*Study material*.
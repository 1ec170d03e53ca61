//! Output shapes. None of these know about any particular format; they
//! only lay out the values the interpreter produces.

use anyhow::Result;
use quick_xml::events::{BytesDecl, BytesEnd, BytesStart, BytesText, Event};
use quick_xml::Writer;
use serde_json::{Map, Value as Json};
use std::collections::BTreeMap;

use crate::models::FileRecord;
use crate::naming::{safe_file_name, split_extension};

use super::catalog::{CompiledFormat, JsonLayout, Naming, XmlDialect};
use super::value::Value;

/// One delimited line, quoting only cells that need it.
pub fn delimited_line(cells: &[String], delimiter: char) -> String {
    let mut line = String::new();
    for (i, cell) in cells.iter().enumerate() {
        if i > 0 {
            line.push(delimiter);
        }
        let needs_quotes = cell.contains(delimiter)
            || cell.contains('"')
            || cell.contains('\n')
            || cell.contains('\r');
        if needs_quotes {
            line.push('"');
            line.push_str(&cell.replace('"', "\"\""));
            line.push('"');
        } else {
            line.push_str(cell);
        }
    }
    line.push('\n');
    line
}

pub fn delimited_header(format: &CompiledFormat, delimiter: char) -> String {
    let names: Vec<String> = format.fields.iter().map(|f| f.name.clone()).collect();
    delimited_line(&names, delimiter)
}

pub fn delimited_row(format: &CompiledFormat, record: &FileRecord, delimiter: char) -> String {
    let cells: Vec<String> = format
        .fields
        .iter()
        .map(|f| Value::evaluate(record, f).render_text(&f.separator))
        .collect();
    delimited_line(&cells, delimiter)
}

/// One record as a JSON object, fields in declaration order.
pub fn json_object(format: &CompiledFormat, record: &FileRecord) -> Map<String, Json> {
    let mut obj = Map::new();
    for f in &format.fields {
        obj.insert(f.name.clone(), Value::evaluate(record, f).to_json());
    }
    obj
}

/// Assemble the final document. `objects[i]` belongs to `records[i]`.
pub fn json_document(
    layout: JsonLayout,
    root_key: Option<&str>,
    records: &[&FileRecord],
    objects: Vec<Map<String, Json>>,
) -> Json {
    let doc = match layout {
        JsonLayout::Records => Json::Array(objects.into_iter().map(Json::Object).collect()),
        JsonLayout::ByAlbum => {
            let mut order: Vec<(String, String)> = Vec::new();
            let mut members: BTreeMap<String, Vec<Json>> = BTreeMap::new();
            let mut unfiled = Vec::new();
            for (rec, obj) in records.iter().zip(objects) {
                if rec.albums.is_empty() {
                    unfiled.push(Json::Object(obj));
                    continue;
                }
                for album in &rec.albums {
                    if !members.contains_key(&album.id) {
                        order.push((album.id.clone(), album.name.clone()));
                    }
                    members
                        .entry(album.id.clone())
                        .or_default()
                        .push(Json::Object(obj.clone()));
                }
            }
            let albums: Vec<Json> = order
                .into_iter()
                .map(|(id, name)| {
                    let files = members.remove(&id).unwrap_or_default();
                    serde_json::json!({
                        "id": id,
                        "name": name,
                        "file_count": files.len(),
                        "files": files,
                    })
                })
                .collect();
            serde_json::json!({
                "albums": albums,
                "unfiled": unfiled,
            })
        }
    };
    match root_key {
        Some(key) => {
            let mut wrapper = Map::new();
            wrapper.insert(key.to_string(), doc);
            Json::Object(wrapper)
        }
        None => doc,
    }
}

/// File name of a per-record artifact.
pub fn artifact_name(record: &FileRecord, naming: Naming, extension: &str) -> String {
    let base = safe_file_name(&record.name, &record.content_id);
    match naming {
        Naming::Append => format!("{}.{}", base, extension),
        Naming::Replace => format!("{}.{}", split_extension(&base).0, extension),
    }
}

const XMP_META_NS: &str = "adobe:ns:meta/";
const RDF_NS: &str = "http://www.w3.org/1999/02/22-rdf-syntax-ns#";

/// A per-record XML document in the given dialect. Absent fields are
/// omitted; list values become an `rdf:Bag` (XMP) or a repeated element (NFO).
pub fn xml_document(
    format: &CompiledFormat,
    dialect: XmlDialect,
    root: Option<&str>,
    namespaces: &BTreeMap<String, String>,
    record: &FileRecord,
) -> Result<Vec<u8>> {
    let mut w = Writer::new_with_indent(Vec::new(), b' ', 2);
    w.write_event(Event::Decl(BytesDecl::new("1.0", Some("UTF-8"), Some("yes"))))?;

    let values: Vec<(&str, Value, &str)> = format
        .fields
        .iter()
        .map(|f| (f.name.as_str(), Value::evaluate(record, f), f.separator.as_str()))
        .filter(|(_, v, _)| !v.is_absent())
        .collect();

    match dialect {
        XmlDialect::Xmp => {
            let mut meta = BytesStart::new("x:xmpmeta");
            meta.push_attribute(("xmlns:x", XMP_META_NS));
            w.write_event(Event::Start(meta))?;
            let mut rdf = BytesStart::new("rdf:RDF");
            rdf.push_attribute(("xmlns:rdf", RDF_NS));
            w.write_event(Event::Start(rdf))?;

            let mut desc = BytesStart::new("rdf:Description");
            desc.push_attribute(("rdf:about", ""));
            for (prefix, uri) in namespaces {
                let attr = format!("xmlns:{}", prefix);
                desc.push_attribute((attr.as_str(), uri.as_str()));
            }
            w.write_event(Event::Start(desc))?;

            for (name, value, sep) in &values {
                w.write_event(Event::Start(BytesStart::new(*name)))?;
                match value.list_items() {
                    Some(items) => {
                        w.write_event(Event::Start(BytesStart::new("rdf:Bag")))?;
                        for item in items {
                            text_element(&mut w, "rdf:li", &item)?;
                        }
                        w.write_event(Event::End(BytesEnd::new("rdf:Bag")))?;
                    }
                    None => {
                        w.write_event(Event::Text(BytesText::new(&value.render_text(sep))))?;
                    }
                }
                w.write_event(Event::End(BytesEnd::new(*name)))?;
            }

            w.write_event(Event::End(BytesEnd::new("rdf:Description")))?;
            w.write_event(Event::End(BytesEnd::new("rdf:RDF")))?;
            w.write_event(Event::End(BytesEnd::new("x:xmpmeta")))?;
        }
        XmlDialect::Nfo => {
            let root = root.unwrap_or("item");
            let mut start = BytesStart::new(root);
            for (prefix, uri) in namespaces {
                let attr = format!("xmlns:{}", prefix);
                start.push_attribute((attr.as_str(), uri.as_str()));
            }
            w.write_event(Event::Start(start))?;
            for (name, value, sep) in &values {
                match value.list_items() {
                    Some(items) => {
                        for item in items {
                            text_element(&mut w, name, &item)?;
                        }
                    }
                    None => text_element(&mut w, name, &value.render_text(sep))?,
                }
            }
            w.write_event(Event::End(BytesEnd::new(root)))?;
        }
    }

    let mut out = w.into_inner();
    out.push(b'\n');
    Ok(out)
}

fn text_element(w: &mut Writer<Vec<u8>>, name: &str, text: &str) -> Result<()> {
    w.write_event(Event::Start(BytesStart::new(name)))?;
    w.write_event(Event::Text(BytesText::new(text)))?;
    w.write_event(Event::End(BytesEnd::new(name)))?;
    Ok(())
}

#[cfg(test)]
mod tests {
    use super::*;

    #[test]
    fn quoting_is_minimal() {
        let cells = vec![
            "plain".to_string(),
            "a,b".to_string(),
            "say \"hi\"".to_string(),
            "two\nlines".to_string(),
        ];
        assert_eq!(
            delimited_line(&cells, ','),
            "plain,\"a,b\",\"say \"\"hi\"\"\",\"two\nlines\"\n"
        );
        assert_eq!(delimited_line(&cells[..2], '\t'), "plain\ta,b\n");
    }

    #[test]
    fn artifact_naming() {
        let rec = FileRecord::new("1", "cid", "clip.final.mp4");
        assert_eq!(artifact_name(&rec, Naming::Append, "xmp"), "clip.final.mp4.xmp");
        assert_eq!(artifact_name(&rec, Naming::Replace, "nfo"), "clip.final.nfo");
    }
}
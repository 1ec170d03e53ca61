//! File and directory naming in output trees.
//!
//! Album names are user-editable and file names may repeat; both have to
//! become unique, safe path components. The first claimant of a name keeps
//! it bare, later ones get `_1`, `_2`, ... before the extension.

use std::collections::HashSet;

/// Directory name for an album. Keeps letters, digits, space, `-`, `_`
/// and `.`; everything else becomes `_`. Leading dots and surrounding
/// whitespace are dropped.
pub fn sanitize_dir_name(name: &str, fallback: &str) -> String {
    let cleaned: String = name
        .chars()
        .map(|c| {
            if c.is_alphanumeric() || matches!(c, ' ' | '-' | '_' | '.') {
                c
            } else {
                '_'
            }
        })
        .collect();
    let cleaned = cleaned.trim().trim_start_matches('.').trim();
    if cleaned.is_empty() || cleaned.chars().all(|c| c == '_') {
        fallback.to_string()
    } else {
        cleaned.to_string()
    }
}

/// A record name made safe to use as one path component.
pub fn safe_file_name(name: &str, fallback: &str) -> String {
    let cleaned: String = name
        .chars()
        .map(|c| match c {
            '/' | '\\' | '\0' => '_',
            c if c.is_control() => '_',
            c => c,
        })
        .collect();
    let cleaned = cleaned.trim();
    if cleaned.is_empty() || cleaned == "." || cleaned == ".." {
        fallback.to_string()
    } else {
        cleaned.to_string()
    }
}

/// `("IMG_1", ".jpg")`. A leading dot does not start an extension.
pub fn split_extension(name: &str) -> (&str, &str) {
    match name.rfind('.') {
        Some(pos) if pos > 0 => name.split_at(pos),
        _ => (name, ""),
    }
}

pub fn with_suffix(name: &str, n: usize) -> String {
    let (stem, ext) = split_extension(name);
    format!("{}_{}{}", stem, n, ext)
}

/// Names handed out within one directory. Comparison ignores case so the
/// result is the same on case-insensitive filesystems.
#[derive(Debug, Default)]
pub struct UniqueNames {
    taken: HashSet<String>,
}

impl UniqueNames {
    pub fn new() -> Self {
        Self::default()
    }

    /// Reserve `name`, or the first free suffixed variant of it.
    pub fn claim(&mut self, name: &str) -> String {
        if self.taken.insert(name.to_lowercase()) {
            return name.to_string();
        }
        let mut n = 1;
        loop {
            let candidate = with_suffix(name, n);
            if self.taken.insert(candidate.to_lowercase()) {
                return candidate;
            }
            n += 1;
        }
    }
}

#[cfg(test)]
mod tests {
    use super::*;

    #[test]
    fn sanitizes_album_names() {
        assert_eq!(sanitize_dir_name("Summer 2020", "Unnamed Album"), "Summer 2020");
        assert_eq!(sanitize_dir_name("a/b:c", "Unnamed Album"), "a_b_c");
        assert_eq!(sanitize_dir_name("   ", "Unnamed Album"), "Unnamed Album");
        assert_eq!(sanitize_dir_name("..", "Unnamed Album"), "Unnamed Album");
        assert_eq!(sanitize_dir_name("???", "Unnamed Album"), "Unnamed Album");
        assert_eq!(sanitize_dir_name("Café", "x"), "Café");
    }

    #[test]
    fn file_names_lose_separators() {
        assert_eq!(safe_file_name("a/b.jpg", "cid"), "a_b.jpg");
        assert_eq!(safe_file_name("..", "cid"), "cid");
        assert_eq!(safe_file_name("", "cid"), "cid");
    }

    #[test]
    fn suffix_goes_before_extension() {
        assert_eq!(with_suffix("IMG_1.jpg", 1), "IMG_1_1.jpg");
        assert_eq!(with_suffix("README", 2), "README_2");
        assert_eq!(with_suffix(".hidden", 1), ".hidden_1");
        assert_eq!(with_suffix("a.tar.gz", 1), "a.tar_1.gz");
    }

    #[test]
    fn first_claim_keeps_bare_name() {
        let mut names = UniqueNames::new();
        assert_eq!(names.claim("a.jpg"), "a.jpg");
        assert_eq!(names.claim("a.jpg"), "a_1.jpg");
        assert_eq!(names.claim("A.JPG"), "A_2.JPG");
        assert_eq!(names.claim("a_1.jpg"), "a_1_1.jpg");
    }
}
use sqlx::sqlite::{SqliteConnectOptions, SqlitePool, SqlitePoolOptions};
use sqlx::Row;
use std::collections::HashSet;
use std::path::Path;
use std::str::FromStr;

use crate::error::RecoveryError;

fn unavailable(path: &Path, reason: impl ToString) -> RecoveryError {
    RecoveryError::DatabaseUnavailable {
        path: path.to_path_buf(),
        reason: reason.to_string(),
    }
}

/// Open a device database without any chance of writing to it.
///
/// Fails when the file is missing, is not SQLite, or has no `Files` table.
pub async fn open_readonly(path: &Path) -> Result<SqlitePool, RecoveryError> {
    if !path.is_file() {
        return Err(unavailable(path, "file does not exist"));
    }

    let options = SqliteConnectOptions::from_str(&format!("sqlite:{}", path.display()))
        .map_err(|e| unavailable(path, e))?
        .read_only(true)
        .create_if_missing(false);

    let pool = SqlitePoolOptions::new()
        .max_connections(2)
        .connect_with(options)
        .await
        .map_err(|e| unavailable(path, e))?;

    let tables = list_tables(&pool).await.map_err(|e| unavailable(path, e))?;
    if !tables.contains("Files") {
        pool.close().await;
        return Err(unavailable(path, "no Files table"));
    }

    Ok(pool)
}

/// Names of all tables in the database. This is also the first query run
/// against a freshly opened file, so it doubles as the "is this SQLite" check.
pub async fn list_tables(pool: &SqlitePool) -> sqlx::Result<HashSet<String>> {
    let rows = sqlx::query("SELECT name FROM sqlite_master WHERE type = 'table'")
        .fetch_all(pool)
        .await?;
    Ok(rows.iter().map(|r| r.get::<String, _>("name")).collect())
}

pub async fn table_columns(pool: &SqlitePool, table: &str) -> sqlx::Result<HashSet<String>> {
    let rows = sqlx::query(&format!("PRAGMA table_info(\"{}\")", table))
        .fetch_all(pool)
        .await?;
    Ok(rows.iter().map(|r| r.get::<String, _>("name")).collect())
}
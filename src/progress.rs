//! Progress reporting for loading, copying, and exporting.
//!
//! Progress goes to **stderr** so stdout stays parseable for scripts. The
//! core only ever emits a monotonically increasing count and a total; how it
//! is rendered is up to the reporter.

use std::io::Write;

/// A single progress event.
#[derive(Clone, Debug, PartialEq, Eq)]
pub enum ProgressEvent {
    /// Reading a database. Total unknown.
    Loading { database: String },
    /// n of total copy jobs done (copied, linked, skipped, or failed).
    Copying { n: u64, total: u64 },
    /// n of total records written for one export format.
    Exporting { format: String, n: u64, total: u64 },
}

pub trait ProgressReporter {
    fn report(&self, event: ProgressEvent);
}

fn human_line(event: &ProgressEvent) -> String {
    match event {
        ProgressEvent::Loading { database } => format!("loading {}...", database),
        ProgressEvent::Copying { n, total } => format!(
            "copying  {} / {} files",
            format_number(*n),
            format_number(*total)
        ),
        ProgressEvent::Exporting { format, n, total } => format!(
            "export {}  {} / {} records",
            format,
            format_number(*n),
            format_number(*total)
        ),
    }
}

fn json_line(event: &ProgressEvent) -> serde_json::Value {
    let mut obj = match event {
        ProgressEvent::Loading { database } => serde_json::json!({
            "phase": "loading",
            "database": database,
        }),
        ProgressEvent::Copying { n, total } => serde_json::json!({
            "phase": "copying",
            "n": n,
            "total": total,
        }),
        ProgressEvent::Exporting { format, n, total } => serde_json::json!({
            "phase": "exporting",
            "format": format,
            "n": n,
            "total": total,
        }),
    };
    obj["event"] = "progress".into();
    obj
}

fn emit(line: &str) {
    let mut err = std::io::stderr().lock();
    let _ = writeln!(err, "{}", line);
    let _ = err.flush();
}

/// Human-friendly progress on stderr: "copying  1,234 / 5,000 files".
pub struct StderrProgress;

impl ProgressReporter for StderrProgress {
    fn report(&self, event: ProgressEvent) {
        emit(&human_line(&event));
    }
}

/// Machine-readable progress: one JSON object per line on stderr.
pub struct JsonProgress;

impl ProgressReporter for JsonProgress {
    fn report(&self, event: ProgressEvent) {
        emit(&json_line(&event).to_string());
    }
}

pub struct NoProgress;

impl ProgressReporter for NoProgress {
    fn report(&self, _event: ProgressEvent) {}
}

/// Emits every `step`-th event plus the last one, so large runs do not
/// flood the terminal.
pub fn should_report(n: u64, total: u64, step: u64) -> bool {
    n == total || step <= 1 || n % step == 0
}

/// Thousands separated by commas.
pub fn format_number(n: u64) -> String {
    let digits = n.to_string();
    let head = digits.len() % 3;
    let mut groups: Vec<&str> = Vec::new();
    if head > 0 {
        groups.push(&digits[..head]);
    }
    groups.extend(
        digits.as_bytes()[head..]
            .chunks(3)
            .filter_map(|c| std::str::from_utf8(c).ok()),
    );
    groups.join(",")
}

pub fn format_bytes(bytes: u64) -> String {
    if bytes < 1024 {
        format!("{} B", bytes)
    } else if bytes < 1024 * 1024 {
        format!("{:.1} KB", bytes as f64 / 1024.0)
    } else if bytes < 1024 * 1024 * 1024 {
        format!("{:.1} MB", bytes as f64 / (1024.0 * 1024.0))
    } else {
        format!("{:.2} GB", bytes as f64 / (1024.0 * 1024.0 * 1024.0))
    }
}

/// Progress mode for the CLI: off, human (stderr), or JSON (stderr).
#[derive(Clone, Copy, Debug, Eq, PartialEq, clap::ValueEnum)]
pub enum ProgressMode {
    Off,
    Human,
    Json,
}

impl ProgressMode {
    /// Default: human progress when stderr is a TTY, otherwise off.
    pub fn default_for_tty() -> Self {
        if atty::is(atty::Stream::Stderr) {
            ProgressMode::Human
        } else {
            ProgressMode::Off
        }
    }

    pub fn reporter(&self) -> Box<dyn ProgressReporter> {
        match self {
            ProgressMode::Off => Box::new(NoProgress),
            ProgressMode::Human => Box::new(StderrProgress),
            ProgressMode::Json => Box::new(JsonProgress),
        }
    }
}

#[cfg(test)]
mod tests {
    use super::*;

    #[test]
    fn numbers_are_grouped() {
        assert_eq!(format_number(7), "7");
        assert_eq!(format_number(4_096), "4,096");
        assert_eq!(format_number(50_000), "50,000");
        assert_eq!(format_number(123_456), "123,456");
        assert_eq!(format_number(8_000_001), "8,000,001");
    }

    #[test]
    fn byte_units() {
        assert_eq!(format_bytes(0), "0 B");
        assert_eq!(format_bytes(1536), "1.5 KB");
        assert_eq!(format_bytes(3 * 1024 * 1024 * 1024), "3.00 GB");
    }

    #[test]
    fn human_lines_per_event() {
        let loading = ProgressEvent::Loading {
            database: "dbBackup/index.db".into(),
        };
        assert_eq!(human_line(&loading), "loading dbBackup/index.db...");
        let copying = ProgressEvent::Copying { n: 1_200, total: 8_412 };
        assert_eq!(human_line(&copying), "copying  1,200 / 8,412 files");
        let exporting = ProgressEvent::Exporting {
            format: "xmp_sidecar".into(),
            n: 40,
            total: 41,
        };
        assert_eq!(human_line(&exporting), "export xmp_sidecar  40 / 41 records");
    }

    #[test]
    fn json_lines_carry_phase_and_counts() {
        let v = json_line(&ProgressEvent::Exporting {
            format: "plex_csv".into(),
            n: 3,
            total: 9,
        });
        assert_eq!(v["event"], "progress");
        assert_eq!(v["phase"], "exporting");
        assert_eq!(v["format"], "plex_csv");
        assert_eq!(v["total"], 9);

        let v = json_line(&ProgressEvent::Loading {
            database: "index.db".into(),
        });
        assert_eq!(v["phase"], "loading");
        assert!(v.get("n").is_none());
    }

    #[test]
    fn throttles_but_always_reports_last() {
        assert!(should_report(500, 1_730, 500));
        assert!(!should_report(501, 1_730, 500));
        assert!(should_report(1_730, 1_730, 500));
        assert!(should_report(3, 1_730, 1));
    }
}
//! Storage layout detection from a device root.
//!
//! Firmware revisions and backup tools leave the database and file store at
//! slightly different depths. The candidates are probed in a fixed order and
//! the first one with both a database and a file store wins.

use anyhow::{bail, Result};
use serde::Serialize;
use std::path::{Path, PathBuf};
use tracing::{debug, info};

use crate::config::SourceConfig;

/// Resolved input locations for one run.
#[derive(Debug, Clone, PartialEq, Eq, Serialize)]
pub struct SourceLayout {
    pub db: PathBuf,
    pub files_root: PathBuf,
    pub backup_db: Option<PathBuf>,
    pub user_storage_root: Option<PathBuf>,
}

/// `(database, file store, backup database)` relative to the root.
const CANDIDATES: &[(&str, &str, &str)] = &[
    ("restsdk/data/db/index.db", "restsdk/data/files", "restsdk/data/dbBackup/index.db"),
    ("data/db/index.db", "data/files", "data/dbBackup/index.db"),
    ("db/index.db", "files", "dbBackup/index.db"),
    ("index.db", "files", "dbBackup/index.db"),
];

const USER_STORAGE_DIR: &str = "userStorage";

/// Probe `root` for a known layout.
pub fn detect_layout(root: &Path) -> Option<SourceLayout> {
    for (db, files, backup) in CANDIDATES {
        let db = root.join(db);
        let files = root.join(files);
        debug!(db = %db.display(), files = %files.display(), "probing layout");
        if db.is_file() && files.is_dir() {
            let backup = root.join(backup);
            let user_storage = root.join(USER_STORAGE_DIR);
            return Some(SourceLayout {
                db,
                files_root: files,
                backup_db: backup.is_file().then_some(backup),
                user_storage_root: user_storage.is_dir().then_some(user_storage),
            });
        }
    }
    None
}

/// Combine detection with explicit settings. Explicit paths always win;
/// detection only fills in what was left unset.
pub fn resolve_layout(source: &SourceConfig) -> Result<SourceLayout> {
    let detected = match &source.root {
        Some(root) => {
            if !root.is_dir() {
                bail!("Device root does not exist: {}", root.display());
            }
            let layout = detect_layout(root);
            match &layout {
                Some(l) => info!(
                    db = %l.db.display(),
                    files = %l.files_root.display(),
                    backup = l.backup_db.is_some(),
                    "detected device layout"
                ),
                None => info!(root = %root.display(), "no known layout under device root"),
            }
            layout
        }
        None => None,
    };

    let db = source
        .db
        .clone()
        .or_else(|| detected.as_ref().map(|d| d.db.clone()));
    let files_root = source
        .files_root
        .clone()
        .or_else(|| detected.as_ref().map(|d| d.files_root.clone()));

    let (db, files_root) = match (db, files_root) {
        (Some(db), Some(files)) => (db, files),
        (None, _) => bail!("No database found: pass --db or a --root containing a known layout"),
        (_, None) => {
            bail!("No file store found: pass --files-root or a --root containing a known layout")
        }
    };

    Ok(SourceLayout {
        db,
        files_root,
        backup_db: source
            .backup_db
            .clone()
            .or_else(|| detected.as_ref().and_then(|d| d.backup_db.clone())),
        user_storage_root: source
            .user_storage_root
            .clone()
            .or_else(|| detected.as_ref().and_then(|d| d.user_storage_root.clone())),
    })
}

*What to work on*. Please copy every line of the material that contains the word "reason".

*Result of the exercise*.
fn unavailable(path: &Path, reason: impl ToString) -> RecoveryError {
        reason: reason.to_string(),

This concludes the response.